(Stored items)
+ + + + + + +
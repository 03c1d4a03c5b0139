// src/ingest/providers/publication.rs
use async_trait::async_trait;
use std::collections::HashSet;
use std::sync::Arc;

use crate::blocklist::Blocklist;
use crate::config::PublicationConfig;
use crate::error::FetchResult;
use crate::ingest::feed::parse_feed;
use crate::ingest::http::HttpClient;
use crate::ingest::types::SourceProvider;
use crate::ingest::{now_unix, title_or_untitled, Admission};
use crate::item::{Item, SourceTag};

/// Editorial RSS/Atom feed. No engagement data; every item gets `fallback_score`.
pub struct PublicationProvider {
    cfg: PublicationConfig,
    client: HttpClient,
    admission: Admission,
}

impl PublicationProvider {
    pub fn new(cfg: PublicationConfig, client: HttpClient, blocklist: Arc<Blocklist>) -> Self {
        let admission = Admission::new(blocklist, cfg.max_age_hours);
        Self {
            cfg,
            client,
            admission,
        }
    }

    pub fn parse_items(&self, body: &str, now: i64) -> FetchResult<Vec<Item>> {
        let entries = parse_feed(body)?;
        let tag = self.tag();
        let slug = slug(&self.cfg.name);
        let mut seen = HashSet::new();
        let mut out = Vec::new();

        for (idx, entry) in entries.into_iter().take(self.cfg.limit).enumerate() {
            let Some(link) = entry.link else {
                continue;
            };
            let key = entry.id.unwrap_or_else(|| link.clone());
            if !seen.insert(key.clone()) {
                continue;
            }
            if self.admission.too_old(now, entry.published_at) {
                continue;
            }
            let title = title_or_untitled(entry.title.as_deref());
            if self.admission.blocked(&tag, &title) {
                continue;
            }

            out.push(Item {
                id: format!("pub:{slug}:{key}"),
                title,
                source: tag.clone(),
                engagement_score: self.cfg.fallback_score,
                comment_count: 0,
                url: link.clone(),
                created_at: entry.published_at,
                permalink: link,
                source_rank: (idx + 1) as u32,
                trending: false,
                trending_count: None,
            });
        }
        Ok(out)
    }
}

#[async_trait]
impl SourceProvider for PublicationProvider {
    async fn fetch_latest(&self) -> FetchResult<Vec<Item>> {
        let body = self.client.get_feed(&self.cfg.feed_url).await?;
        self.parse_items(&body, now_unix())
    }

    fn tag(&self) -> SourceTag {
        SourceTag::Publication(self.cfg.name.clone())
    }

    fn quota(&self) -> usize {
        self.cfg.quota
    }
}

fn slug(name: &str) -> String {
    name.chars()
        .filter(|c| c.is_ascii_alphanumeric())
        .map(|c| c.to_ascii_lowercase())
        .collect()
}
+ + + + + + +
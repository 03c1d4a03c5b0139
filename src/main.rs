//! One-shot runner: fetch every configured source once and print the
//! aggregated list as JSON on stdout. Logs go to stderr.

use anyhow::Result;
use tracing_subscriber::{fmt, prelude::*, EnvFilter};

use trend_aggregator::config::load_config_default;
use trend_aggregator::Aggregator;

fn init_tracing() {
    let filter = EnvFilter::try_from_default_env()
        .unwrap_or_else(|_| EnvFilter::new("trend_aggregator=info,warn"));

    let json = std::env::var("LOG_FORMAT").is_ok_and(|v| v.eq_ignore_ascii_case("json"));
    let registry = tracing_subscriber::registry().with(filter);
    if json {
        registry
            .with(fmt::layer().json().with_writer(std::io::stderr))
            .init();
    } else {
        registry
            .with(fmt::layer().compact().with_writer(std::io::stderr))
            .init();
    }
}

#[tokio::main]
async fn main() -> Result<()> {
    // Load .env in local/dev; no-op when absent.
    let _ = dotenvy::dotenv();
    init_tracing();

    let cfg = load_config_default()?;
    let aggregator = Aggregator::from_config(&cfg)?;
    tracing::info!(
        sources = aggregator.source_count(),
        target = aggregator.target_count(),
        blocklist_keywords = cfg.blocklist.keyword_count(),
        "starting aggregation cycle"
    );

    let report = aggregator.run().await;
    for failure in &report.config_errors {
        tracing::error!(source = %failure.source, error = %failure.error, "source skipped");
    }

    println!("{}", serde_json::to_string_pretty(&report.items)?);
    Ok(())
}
+ + + + + + +
**What to work on**.
Give back exactly the lines above starting at the line where "self.parse_items(&body, now_unix())" appears and ending at the line where "fn slug(name: &str)" appears, both included, with no other lines.

**Written reply**.
        self.parse_items(&body, now_unix())
    }

    fn tag(&self) -> SourceTag {
        SourceTag::Publication(self.cfg.name.clone())
    }

    fn quota(&self) -> usize {
        self.cfg.quota
    }
}

fn slug(name: &str) -> String {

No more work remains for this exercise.